RECORDS FOR THIS TASK
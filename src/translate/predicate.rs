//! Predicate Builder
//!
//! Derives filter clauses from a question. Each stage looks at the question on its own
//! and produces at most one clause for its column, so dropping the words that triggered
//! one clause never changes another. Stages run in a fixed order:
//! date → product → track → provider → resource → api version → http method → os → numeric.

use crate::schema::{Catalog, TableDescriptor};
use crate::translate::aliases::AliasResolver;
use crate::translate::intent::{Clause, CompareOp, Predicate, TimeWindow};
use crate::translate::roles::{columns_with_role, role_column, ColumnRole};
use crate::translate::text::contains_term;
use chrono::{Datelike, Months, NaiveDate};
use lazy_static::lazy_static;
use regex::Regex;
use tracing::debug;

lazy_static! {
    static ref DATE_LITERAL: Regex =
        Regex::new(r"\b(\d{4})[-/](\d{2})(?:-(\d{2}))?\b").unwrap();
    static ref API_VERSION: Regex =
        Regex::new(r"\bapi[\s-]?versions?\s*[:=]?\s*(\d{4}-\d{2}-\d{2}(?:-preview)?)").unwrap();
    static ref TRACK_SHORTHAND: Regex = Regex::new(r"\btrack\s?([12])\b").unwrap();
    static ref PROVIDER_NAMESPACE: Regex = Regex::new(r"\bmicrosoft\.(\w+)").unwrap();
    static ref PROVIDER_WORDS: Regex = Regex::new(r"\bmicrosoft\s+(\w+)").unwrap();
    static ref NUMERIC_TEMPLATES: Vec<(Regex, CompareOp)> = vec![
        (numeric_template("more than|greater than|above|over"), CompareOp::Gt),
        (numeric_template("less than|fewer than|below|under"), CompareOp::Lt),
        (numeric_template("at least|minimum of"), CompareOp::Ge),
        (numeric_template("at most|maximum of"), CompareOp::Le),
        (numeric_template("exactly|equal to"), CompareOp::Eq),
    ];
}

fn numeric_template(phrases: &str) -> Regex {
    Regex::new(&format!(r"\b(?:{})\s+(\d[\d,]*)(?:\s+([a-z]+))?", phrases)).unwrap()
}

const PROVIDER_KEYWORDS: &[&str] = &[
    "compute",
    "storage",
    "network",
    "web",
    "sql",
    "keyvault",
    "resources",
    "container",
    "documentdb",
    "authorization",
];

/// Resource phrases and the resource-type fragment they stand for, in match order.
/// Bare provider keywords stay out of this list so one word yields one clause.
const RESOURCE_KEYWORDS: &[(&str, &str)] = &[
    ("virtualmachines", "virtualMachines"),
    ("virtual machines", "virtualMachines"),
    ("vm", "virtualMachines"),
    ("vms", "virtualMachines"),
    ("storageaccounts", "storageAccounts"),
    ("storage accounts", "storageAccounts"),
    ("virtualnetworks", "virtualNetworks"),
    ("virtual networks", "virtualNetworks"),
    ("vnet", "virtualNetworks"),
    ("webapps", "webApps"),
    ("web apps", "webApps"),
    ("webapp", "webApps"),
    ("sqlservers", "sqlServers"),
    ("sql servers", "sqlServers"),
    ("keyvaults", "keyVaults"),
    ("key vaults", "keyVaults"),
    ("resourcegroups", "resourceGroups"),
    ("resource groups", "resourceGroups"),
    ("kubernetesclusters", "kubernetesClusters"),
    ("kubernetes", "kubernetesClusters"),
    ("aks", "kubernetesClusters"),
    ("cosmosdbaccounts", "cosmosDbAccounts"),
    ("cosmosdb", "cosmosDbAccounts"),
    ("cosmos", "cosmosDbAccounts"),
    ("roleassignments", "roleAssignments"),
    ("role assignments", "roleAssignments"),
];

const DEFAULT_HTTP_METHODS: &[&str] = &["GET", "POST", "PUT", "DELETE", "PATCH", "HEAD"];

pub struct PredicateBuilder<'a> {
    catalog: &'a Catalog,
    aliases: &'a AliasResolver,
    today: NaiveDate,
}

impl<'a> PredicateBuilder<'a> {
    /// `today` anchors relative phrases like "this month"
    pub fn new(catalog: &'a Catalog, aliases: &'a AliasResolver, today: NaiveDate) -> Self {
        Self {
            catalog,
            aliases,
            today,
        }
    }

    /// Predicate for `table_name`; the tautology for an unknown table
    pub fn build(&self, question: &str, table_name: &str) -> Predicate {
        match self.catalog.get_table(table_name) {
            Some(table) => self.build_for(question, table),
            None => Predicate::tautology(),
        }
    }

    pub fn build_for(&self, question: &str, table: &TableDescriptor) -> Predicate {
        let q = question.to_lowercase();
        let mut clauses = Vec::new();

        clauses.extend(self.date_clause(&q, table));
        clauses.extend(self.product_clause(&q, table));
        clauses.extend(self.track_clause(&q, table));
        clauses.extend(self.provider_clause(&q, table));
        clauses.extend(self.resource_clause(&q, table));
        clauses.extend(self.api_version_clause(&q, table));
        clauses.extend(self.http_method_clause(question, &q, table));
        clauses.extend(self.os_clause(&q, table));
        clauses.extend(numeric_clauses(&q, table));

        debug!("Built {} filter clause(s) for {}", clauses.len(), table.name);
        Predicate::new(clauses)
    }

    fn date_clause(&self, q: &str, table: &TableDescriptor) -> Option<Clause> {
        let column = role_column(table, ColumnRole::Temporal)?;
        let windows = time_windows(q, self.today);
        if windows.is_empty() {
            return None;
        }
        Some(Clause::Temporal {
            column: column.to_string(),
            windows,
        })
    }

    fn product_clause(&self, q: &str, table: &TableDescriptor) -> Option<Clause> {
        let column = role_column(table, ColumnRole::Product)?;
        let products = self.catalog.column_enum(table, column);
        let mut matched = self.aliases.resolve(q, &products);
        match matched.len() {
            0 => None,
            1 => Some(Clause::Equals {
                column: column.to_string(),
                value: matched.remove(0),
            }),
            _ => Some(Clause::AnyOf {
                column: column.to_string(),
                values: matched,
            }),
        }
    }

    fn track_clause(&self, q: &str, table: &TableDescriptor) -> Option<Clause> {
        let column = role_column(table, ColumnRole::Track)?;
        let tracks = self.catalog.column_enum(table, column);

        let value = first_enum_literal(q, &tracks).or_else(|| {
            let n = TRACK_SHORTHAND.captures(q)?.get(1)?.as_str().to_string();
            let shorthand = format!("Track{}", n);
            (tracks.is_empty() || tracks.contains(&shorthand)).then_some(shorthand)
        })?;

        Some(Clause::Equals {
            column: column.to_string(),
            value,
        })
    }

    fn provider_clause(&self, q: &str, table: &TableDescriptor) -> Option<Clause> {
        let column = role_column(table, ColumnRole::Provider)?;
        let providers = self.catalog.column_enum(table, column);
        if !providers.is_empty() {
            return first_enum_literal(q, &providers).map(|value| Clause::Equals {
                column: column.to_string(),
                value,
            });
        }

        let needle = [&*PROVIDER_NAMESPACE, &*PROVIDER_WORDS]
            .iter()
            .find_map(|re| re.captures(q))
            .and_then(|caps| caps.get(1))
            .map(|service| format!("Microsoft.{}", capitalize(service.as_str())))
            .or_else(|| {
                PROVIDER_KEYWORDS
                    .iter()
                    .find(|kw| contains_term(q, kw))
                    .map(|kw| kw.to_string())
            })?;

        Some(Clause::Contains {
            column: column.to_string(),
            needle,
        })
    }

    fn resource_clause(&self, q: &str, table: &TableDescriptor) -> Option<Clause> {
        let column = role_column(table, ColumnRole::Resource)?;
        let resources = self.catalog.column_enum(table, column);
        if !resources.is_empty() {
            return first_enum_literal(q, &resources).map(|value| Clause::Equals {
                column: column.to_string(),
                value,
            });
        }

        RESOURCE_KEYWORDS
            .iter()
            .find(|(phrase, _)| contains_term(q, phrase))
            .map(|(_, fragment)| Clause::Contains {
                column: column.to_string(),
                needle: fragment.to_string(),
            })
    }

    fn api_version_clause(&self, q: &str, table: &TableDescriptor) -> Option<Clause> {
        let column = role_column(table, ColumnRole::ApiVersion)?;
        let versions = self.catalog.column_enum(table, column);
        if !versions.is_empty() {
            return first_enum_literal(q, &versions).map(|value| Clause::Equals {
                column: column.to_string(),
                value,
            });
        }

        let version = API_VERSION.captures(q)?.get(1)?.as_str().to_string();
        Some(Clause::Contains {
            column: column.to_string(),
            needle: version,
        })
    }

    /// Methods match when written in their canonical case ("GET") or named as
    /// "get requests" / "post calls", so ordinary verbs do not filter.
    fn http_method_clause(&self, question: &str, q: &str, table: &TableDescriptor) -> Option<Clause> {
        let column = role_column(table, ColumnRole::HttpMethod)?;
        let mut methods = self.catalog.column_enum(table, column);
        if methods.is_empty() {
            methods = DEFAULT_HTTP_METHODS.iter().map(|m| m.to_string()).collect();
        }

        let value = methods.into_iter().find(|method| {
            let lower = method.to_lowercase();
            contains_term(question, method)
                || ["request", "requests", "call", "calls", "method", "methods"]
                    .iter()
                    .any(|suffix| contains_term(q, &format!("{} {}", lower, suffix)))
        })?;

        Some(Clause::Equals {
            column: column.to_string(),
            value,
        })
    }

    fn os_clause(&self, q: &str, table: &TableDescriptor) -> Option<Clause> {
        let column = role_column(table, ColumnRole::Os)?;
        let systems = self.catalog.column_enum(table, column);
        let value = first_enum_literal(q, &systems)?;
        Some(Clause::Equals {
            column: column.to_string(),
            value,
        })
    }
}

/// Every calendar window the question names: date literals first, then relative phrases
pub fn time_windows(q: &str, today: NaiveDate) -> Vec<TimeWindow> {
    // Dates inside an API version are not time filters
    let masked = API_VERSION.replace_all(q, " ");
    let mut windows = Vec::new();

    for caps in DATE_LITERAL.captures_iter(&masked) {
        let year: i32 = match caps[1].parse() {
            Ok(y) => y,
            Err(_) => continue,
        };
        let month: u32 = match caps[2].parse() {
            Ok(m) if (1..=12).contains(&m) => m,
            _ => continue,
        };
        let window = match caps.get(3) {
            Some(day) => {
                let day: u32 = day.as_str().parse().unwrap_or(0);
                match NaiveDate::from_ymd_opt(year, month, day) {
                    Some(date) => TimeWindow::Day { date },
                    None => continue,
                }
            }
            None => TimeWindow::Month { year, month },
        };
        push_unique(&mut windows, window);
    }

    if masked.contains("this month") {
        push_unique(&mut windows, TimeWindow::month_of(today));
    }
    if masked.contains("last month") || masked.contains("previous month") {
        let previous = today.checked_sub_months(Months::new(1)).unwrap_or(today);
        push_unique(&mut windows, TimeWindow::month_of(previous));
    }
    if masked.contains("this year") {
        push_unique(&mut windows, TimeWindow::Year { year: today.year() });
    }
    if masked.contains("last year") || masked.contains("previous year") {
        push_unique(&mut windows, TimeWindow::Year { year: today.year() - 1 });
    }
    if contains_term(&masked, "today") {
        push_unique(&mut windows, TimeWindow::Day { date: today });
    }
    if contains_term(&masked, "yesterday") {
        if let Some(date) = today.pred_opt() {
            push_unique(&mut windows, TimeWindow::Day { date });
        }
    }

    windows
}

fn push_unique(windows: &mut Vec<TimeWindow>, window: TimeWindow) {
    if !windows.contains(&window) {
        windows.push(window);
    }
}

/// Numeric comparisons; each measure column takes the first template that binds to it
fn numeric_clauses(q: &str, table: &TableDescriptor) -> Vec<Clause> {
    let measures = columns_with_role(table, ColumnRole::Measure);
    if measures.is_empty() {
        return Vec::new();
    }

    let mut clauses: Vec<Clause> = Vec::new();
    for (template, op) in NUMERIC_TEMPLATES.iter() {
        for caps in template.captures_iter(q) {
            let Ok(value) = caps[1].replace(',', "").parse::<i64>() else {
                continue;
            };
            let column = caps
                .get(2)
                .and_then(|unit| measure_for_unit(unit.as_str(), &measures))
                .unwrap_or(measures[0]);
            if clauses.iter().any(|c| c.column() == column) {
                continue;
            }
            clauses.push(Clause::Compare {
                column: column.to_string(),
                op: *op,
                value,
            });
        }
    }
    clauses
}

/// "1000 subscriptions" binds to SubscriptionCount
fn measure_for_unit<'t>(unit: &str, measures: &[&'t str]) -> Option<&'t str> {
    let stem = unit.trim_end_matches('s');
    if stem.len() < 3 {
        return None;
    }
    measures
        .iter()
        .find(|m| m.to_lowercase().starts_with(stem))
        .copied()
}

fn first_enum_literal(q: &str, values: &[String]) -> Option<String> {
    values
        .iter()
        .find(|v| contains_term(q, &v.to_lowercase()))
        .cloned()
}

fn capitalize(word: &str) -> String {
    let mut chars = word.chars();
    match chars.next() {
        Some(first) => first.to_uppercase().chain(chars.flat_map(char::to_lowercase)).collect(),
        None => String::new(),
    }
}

ACTIVITY
From the entries, report every line in which the string "that" occurs.

SOLUTION
//! and produces at most one clause for its column, so dropping the words that triggered
/// Numeric comparisons; each measure column takes the first template that binds to it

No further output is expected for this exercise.